[TASK INPUTS — start]

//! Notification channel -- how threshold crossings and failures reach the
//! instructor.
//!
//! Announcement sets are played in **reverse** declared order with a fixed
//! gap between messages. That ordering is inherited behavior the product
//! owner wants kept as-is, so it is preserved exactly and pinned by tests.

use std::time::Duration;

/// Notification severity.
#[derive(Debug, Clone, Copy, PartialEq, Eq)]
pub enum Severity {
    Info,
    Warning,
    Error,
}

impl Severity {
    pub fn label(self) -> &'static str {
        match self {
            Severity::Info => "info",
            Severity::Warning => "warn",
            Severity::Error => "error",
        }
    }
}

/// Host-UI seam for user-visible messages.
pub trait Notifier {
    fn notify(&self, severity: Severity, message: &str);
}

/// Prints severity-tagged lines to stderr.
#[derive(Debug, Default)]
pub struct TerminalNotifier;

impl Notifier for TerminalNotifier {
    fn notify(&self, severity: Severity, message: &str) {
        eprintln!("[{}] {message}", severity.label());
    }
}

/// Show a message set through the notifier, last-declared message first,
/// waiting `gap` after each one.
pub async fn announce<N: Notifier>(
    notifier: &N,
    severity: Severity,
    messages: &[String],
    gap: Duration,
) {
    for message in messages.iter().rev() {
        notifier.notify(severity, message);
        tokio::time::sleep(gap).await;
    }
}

[TASK INPUTS — finish]
[TASK INPUTS — start]

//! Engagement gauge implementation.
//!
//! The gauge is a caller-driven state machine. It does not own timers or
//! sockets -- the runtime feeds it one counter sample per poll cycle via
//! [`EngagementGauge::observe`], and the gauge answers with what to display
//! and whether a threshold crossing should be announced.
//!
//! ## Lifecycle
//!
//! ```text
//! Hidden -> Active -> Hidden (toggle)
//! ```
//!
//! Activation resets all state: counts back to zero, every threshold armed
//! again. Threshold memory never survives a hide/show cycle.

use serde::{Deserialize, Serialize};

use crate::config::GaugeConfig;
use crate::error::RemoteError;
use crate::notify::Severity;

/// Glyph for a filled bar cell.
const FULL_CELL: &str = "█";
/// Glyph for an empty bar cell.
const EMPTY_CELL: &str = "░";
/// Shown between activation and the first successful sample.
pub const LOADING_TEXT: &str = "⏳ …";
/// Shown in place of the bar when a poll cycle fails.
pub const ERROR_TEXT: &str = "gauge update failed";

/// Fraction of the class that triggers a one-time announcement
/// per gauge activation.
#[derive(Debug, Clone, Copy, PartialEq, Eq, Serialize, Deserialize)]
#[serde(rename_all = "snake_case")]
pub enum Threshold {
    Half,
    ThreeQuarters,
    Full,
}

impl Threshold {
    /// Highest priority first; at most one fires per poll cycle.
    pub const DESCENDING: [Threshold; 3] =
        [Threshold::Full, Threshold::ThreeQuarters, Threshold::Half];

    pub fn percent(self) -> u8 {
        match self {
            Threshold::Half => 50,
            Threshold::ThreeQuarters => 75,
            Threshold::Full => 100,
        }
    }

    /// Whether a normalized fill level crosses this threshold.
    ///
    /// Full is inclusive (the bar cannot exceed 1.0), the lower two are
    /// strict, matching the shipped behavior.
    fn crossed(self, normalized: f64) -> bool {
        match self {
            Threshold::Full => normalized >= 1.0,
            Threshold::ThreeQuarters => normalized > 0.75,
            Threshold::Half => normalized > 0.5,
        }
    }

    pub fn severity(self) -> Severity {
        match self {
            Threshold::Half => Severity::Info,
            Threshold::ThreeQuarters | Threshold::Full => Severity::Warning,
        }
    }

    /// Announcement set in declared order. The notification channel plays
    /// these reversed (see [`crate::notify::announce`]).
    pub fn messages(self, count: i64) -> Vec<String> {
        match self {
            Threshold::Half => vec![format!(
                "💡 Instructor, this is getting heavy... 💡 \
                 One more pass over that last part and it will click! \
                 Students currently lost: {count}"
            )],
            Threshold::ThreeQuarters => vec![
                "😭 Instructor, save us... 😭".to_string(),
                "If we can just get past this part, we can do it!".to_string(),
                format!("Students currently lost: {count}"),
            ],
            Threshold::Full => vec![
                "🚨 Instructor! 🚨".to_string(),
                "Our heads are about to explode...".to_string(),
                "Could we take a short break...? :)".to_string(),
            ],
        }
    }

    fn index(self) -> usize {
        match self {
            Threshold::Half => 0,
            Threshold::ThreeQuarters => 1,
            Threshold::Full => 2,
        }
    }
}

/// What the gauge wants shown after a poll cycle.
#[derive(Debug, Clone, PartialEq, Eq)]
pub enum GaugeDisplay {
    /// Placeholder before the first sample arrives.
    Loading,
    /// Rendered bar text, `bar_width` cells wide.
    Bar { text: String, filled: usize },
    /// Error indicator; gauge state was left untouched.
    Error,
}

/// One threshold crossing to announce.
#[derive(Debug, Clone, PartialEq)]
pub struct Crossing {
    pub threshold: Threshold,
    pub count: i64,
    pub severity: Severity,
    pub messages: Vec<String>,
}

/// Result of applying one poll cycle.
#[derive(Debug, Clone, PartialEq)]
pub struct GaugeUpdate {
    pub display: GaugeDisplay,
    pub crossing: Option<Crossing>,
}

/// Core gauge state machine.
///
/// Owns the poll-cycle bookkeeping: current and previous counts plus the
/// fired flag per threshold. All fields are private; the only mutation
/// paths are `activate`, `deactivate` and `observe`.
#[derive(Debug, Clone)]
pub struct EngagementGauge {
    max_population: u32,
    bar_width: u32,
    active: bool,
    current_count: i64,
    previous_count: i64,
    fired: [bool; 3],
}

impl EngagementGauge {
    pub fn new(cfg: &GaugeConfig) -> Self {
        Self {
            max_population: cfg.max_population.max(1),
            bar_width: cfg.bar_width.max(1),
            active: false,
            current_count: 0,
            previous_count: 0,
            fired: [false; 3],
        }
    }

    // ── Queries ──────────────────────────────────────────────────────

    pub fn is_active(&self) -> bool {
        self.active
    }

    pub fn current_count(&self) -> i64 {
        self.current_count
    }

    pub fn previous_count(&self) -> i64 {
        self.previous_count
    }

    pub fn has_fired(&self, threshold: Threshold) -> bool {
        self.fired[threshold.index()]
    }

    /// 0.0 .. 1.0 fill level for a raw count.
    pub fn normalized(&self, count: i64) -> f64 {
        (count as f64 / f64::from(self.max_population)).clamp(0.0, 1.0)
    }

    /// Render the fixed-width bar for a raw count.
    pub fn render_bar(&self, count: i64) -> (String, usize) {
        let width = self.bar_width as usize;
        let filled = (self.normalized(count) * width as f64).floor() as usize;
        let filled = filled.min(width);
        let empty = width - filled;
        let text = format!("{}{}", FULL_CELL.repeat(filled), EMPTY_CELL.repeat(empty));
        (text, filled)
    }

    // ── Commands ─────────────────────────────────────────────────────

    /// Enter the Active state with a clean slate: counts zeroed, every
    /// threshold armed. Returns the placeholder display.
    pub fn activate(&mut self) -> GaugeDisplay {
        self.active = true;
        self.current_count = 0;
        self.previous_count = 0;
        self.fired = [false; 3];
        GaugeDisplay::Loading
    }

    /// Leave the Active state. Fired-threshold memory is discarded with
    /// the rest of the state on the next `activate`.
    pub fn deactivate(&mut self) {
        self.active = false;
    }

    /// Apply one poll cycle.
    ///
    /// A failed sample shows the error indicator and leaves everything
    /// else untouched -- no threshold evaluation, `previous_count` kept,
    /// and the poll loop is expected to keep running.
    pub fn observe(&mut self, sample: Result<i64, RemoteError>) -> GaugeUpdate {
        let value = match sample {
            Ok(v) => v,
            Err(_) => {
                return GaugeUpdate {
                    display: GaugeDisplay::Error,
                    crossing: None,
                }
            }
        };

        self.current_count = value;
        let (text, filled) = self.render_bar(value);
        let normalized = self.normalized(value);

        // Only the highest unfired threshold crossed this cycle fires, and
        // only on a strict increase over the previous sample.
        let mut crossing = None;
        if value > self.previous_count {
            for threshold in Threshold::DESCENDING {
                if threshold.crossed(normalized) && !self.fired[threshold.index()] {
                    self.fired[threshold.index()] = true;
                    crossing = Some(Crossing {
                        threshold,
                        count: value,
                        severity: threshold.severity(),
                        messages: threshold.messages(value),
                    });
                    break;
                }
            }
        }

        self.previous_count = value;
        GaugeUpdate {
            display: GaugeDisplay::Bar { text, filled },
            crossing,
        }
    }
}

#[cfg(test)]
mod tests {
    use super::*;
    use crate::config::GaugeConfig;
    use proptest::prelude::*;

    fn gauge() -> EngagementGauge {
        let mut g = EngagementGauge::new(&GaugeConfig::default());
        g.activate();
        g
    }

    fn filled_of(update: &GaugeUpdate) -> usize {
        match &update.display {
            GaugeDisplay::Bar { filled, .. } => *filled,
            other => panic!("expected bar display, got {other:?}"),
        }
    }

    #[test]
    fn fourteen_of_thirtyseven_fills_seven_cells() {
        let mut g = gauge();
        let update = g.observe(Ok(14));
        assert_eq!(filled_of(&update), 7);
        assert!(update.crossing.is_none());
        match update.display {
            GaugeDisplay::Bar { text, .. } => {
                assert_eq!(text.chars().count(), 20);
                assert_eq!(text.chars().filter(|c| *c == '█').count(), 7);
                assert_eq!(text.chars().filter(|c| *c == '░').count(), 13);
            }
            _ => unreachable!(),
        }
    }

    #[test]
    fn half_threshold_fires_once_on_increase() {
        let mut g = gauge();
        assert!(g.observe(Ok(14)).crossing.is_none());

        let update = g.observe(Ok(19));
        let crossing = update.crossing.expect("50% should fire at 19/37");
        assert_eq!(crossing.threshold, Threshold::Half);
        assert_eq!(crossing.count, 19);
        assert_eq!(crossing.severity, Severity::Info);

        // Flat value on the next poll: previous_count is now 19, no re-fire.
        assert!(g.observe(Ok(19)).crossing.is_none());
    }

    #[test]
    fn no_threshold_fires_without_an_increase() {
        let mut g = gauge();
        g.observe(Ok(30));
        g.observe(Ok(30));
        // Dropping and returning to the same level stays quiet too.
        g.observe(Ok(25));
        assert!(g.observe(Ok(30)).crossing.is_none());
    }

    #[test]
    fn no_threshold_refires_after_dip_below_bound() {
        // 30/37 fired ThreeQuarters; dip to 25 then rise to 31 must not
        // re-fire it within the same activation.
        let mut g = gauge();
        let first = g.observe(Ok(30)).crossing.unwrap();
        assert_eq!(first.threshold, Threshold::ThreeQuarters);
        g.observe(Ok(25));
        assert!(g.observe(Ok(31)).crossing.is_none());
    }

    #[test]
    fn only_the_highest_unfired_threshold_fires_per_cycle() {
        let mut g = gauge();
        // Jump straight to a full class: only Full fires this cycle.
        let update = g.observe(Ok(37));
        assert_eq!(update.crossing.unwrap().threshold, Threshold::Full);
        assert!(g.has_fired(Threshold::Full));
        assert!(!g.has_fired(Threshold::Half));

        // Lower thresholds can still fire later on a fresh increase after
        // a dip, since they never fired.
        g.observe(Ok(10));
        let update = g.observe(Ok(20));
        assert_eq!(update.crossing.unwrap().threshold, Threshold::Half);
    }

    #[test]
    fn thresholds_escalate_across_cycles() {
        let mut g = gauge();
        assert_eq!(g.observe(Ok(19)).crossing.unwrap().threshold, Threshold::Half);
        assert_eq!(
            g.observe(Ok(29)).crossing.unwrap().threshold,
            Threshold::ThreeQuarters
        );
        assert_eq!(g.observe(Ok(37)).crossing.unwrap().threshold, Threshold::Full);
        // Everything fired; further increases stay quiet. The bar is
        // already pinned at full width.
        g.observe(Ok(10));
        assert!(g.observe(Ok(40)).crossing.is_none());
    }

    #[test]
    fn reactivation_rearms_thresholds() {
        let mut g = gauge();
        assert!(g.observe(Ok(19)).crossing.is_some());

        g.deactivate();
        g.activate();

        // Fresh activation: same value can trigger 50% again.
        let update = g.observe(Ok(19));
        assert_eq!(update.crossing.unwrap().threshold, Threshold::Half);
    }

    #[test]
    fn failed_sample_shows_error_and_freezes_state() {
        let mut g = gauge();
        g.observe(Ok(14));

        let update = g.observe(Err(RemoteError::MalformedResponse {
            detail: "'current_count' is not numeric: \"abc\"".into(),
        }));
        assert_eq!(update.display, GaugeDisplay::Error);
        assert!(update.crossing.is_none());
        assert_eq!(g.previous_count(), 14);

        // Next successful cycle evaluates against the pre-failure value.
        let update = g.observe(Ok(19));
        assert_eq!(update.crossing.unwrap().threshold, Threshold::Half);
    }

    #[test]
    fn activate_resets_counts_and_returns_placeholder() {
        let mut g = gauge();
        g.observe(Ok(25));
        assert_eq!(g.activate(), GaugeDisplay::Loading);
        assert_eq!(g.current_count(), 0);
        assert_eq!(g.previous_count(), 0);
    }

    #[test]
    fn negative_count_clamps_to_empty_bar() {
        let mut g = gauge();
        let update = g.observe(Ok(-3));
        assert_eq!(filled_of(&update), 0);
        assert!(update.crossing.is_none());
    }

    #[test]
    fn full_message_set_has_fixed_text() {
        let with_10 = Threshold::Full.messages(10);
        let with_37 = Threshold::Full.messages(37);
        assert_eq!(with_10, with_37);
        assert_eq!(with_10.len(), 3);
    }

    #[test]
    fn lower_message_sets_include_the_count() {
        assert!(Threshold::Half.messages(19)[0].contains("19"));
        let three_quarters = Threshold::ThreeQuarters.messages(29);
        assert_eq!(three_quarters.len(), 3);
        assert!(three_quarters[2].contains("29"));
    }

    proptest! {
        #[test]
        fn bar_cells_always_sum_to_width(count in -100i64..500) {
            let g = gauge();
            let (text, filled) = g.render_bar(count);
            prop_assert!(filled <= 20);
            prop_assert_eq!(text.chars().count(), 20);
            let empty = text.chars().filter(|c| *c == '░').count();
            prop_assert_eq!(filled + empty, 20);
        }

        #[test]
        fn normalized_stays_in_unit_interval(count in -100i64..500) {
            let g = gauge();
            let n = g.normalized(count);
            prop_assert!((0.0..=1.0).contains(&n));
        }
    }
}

[TASK INPUTS — finish]

▶ **INSTRUCTIONS TO FOLLOW**
Counting only lines that contain "DESCENDING", say how many there are in the material above, and add nothing.

▶ **TASK ANSWER**
2